Critics on both the right and left argued hard that the deal would hurt U.S. manufacturers and could displace American jobs. Even Hillary Clinton, who had supported the agreement while serving as secretary of state in the Obama administration, argued against TPP on the campaign trail.
By the time Trump won the election, it was a surprise to no one that TPP would not be ratified by Congress. And now, without the U.S. involvement, the behemoth trade deal is essentially dead.
2. Hiring freeze on federal workers
In another one of Trump’s first actions as President, he followed through on a campaign promise to freeze hiring of federal workers.

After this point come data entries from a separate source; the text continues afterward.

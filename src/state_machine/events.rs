use serde::{Deserialize, Serialize};

/// Events that can trigger task state transitions
#[derive(Debug, Clone, PartialEq, Eq, Serialize, Deserialize)]
#[serde(tag = "type", content = "data")]
pub enum TaskEvent {
    /// A worker received a delivery for the task
    Start,
    /// The delivery failed but the dispatch layer will try again
    Retry(String),
    /// Docking finished and the result was persisted
    Succeed,
    /// Final delivery failed with the given error
    Fail(String),
    /// Operator cancellation
    Cancel,
}

impl TaskEvent {
    /// Get a string representation of the event type for logging
    pub fn event_type(&self) -> &'static str {
        match self {
            Self::Start => "start",
            Self::Retry(_) => "retry",
            Self::Succeed => "succeed",
            Self::Fail(_) => "fail",
            Self::Cancel => "cancel",
        }
    }

    /// Extract error message if this event carries one
    pub fn error_message(&self) -> Option<&str> {
        match self {
            Self::Fail(msg) | Self::Retry(msg) => Some(msg),
            _ => None,
        }
    }

    /// Check if this event represents a terminal transition
    pub fn is_terminal(&self) -> bool {
        matches!(self, Self::Succeed | Self::Fail(_) | Self::Cancel)
    }

    /// Create a failure event with the given error message
    pub fn fail_with_error(error: impl Into<String>) -> Self {
        Self::Fail(error.into())
    }
}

The goal was to reduce the federal workforce through attrition, but it’s unclear yet if the impact has been significant. The White House lifted the freeze in mid April, with budget director Mick Mulvaney noting that the administration was replacing it with a “a more surgical plan” to reduce federal jobs.

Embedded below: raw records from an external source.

//! # Ligand Model
//!
//! A submitted small molecule. Carries one or both raw representations: a
//! line-notation string (`smiles`) or a structure block (`molfile`).
//! Immutable after creation apart from `status`/`error`, which the executor
//! sets when preparation fails.

use chrono::{DateTime, Utc};
use serde::{Deserialize, Serialize};
use uuid::Uuid;

use crate::state_machine::LigandStatus;

#[derive(Debug, Clone, PartialEq, Serialize, Deserialize)]
pub struct Ligand {
    pub ligand_id: Uuid,
    pub created_at: DateTime<Utc>,
    pub name: Option<String>,
    pub smiles: Option<String>,
    pub molfile: Option<String>,
    pub status: LigandStatus,
    pub error: Option<String>,
}

/// Ligand submission before it is validated and assigned an id
#[derive(Debug, Clone, Default, PartialEq, Serialize, Deserialize)]
pub struct NewLigand {
    pub name: Option<String>,
    pub smiles: Option<String>,
    pub molfile: Option<String>,
}

impl NewLigand {
    pub fn from_smiles(name: impl Into<String>, smiles: impl Into<String>) -> Self {
        Self {
            name: Some(name.into()),
            smiles: Some(smiles.into()),
            molfile: None,
        }
    }
}

impl Ligand {
    pub fn from_new(new_ligand: NewLigand) -> Self {
        Self {
            ligand_id: Uuid::new_v4(),
            created_at: Utc::now(),
            name: new_ligand.name,
            smiles: new_ligand.smiles,
            molfile: new_ligand.molfile,
            status: LigandStatus::Ready,
            error: None,
        }
    }

    /// True when at least one non-blank raw representation is present
    pub fn has_representation(&self) -> bool {
        let present = |value: &Option<String>| {
            value.as_deref().is_some_and(|v| !v.trim().is_empty())
        };
        present(&self.smiles) || present(&self.molfile)
    }

    /// Name used in logs and placeholder structures
    pub fn display_name(&self) -> String {
        self.name
            .clone()
            .unwrap_or_else(|| self.ligand_id.to_string())
    }
}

“It does not mean that the agencies will be free to hire willy-nilly,” Mulvaney said.
3. Ban on lobbying by former administration officials
Indeed, Trump did pen an executive order banning executive branch officials from lobbying the U.S. government after they leave office. The restriction lasts five years, which is longer than the prior two-year ban imposed by President Obama.
The directive also imposes a lifetime ban on former White House officials lobbying foreign governments.
Trump had also promised to restrict congressional officials from lobbying the U.S. government for five years. As PolitiFact notes, federal lawmakers are already bound by law from engaging in lobbying activities for one to two years. Trump would have to convince Congress to override or amend that law if he wants to change the rules.
4. Refuse the $400,000 annual president’s salary or only take $1
President Trump gave his entire first-quarter salary, totaling $78,333, to the National Park service. Although his critics dismissed it as a publicity stunt, the gesture does fall in line with Trump’s campaign promise to refuse his presidential pay.
“It’s not as easy as you’d think” to give money to the government, Trump’s press secretary Sean Spicer noted earlier this month, after he handed over a ceremonial check to Interior Secretary Ryan Zinke.
5. Lift roadblocks on the Keystone Pipeline
As promised, the Trump administration approved the construction of the controversial Keystone XL Pipeline. The State Department issued a permit to TransCanada on March 24, clearing the way for its construction after the Obama administration had blocked it.
However, the pipeline will not be required to use American-made steel as Trump had originally promised.
6. Lift restrictions on the energy industry
Last month, President Trump signed a sweeping executive order rolling back several of former President Obama’s signature environmental regulations.
The executive order immediately ended a moratorium on new leases for coal mining on federal land and initiated a formal review of President Obama’s Clean Power Plan. The review is the first step in a more lengthy process aimed at repealing or changing the rule, which is aimed at combatting climate change.
7. For every one new regulation, two will be repealed
When Trump met with business leaders during his first week in office, he told them his administration could cut regulations “by 75%, maybe more.”
Along with that goal, Trump signed an executive action on Jan. 30, ordering that for every one new regulation issued, federal agencies must identify two existing regulations to be eliminated Most regulations have to go through a lengthy review and comment process before they can be revoked, so the progress of his measure is difficult to measure at this stage in the game.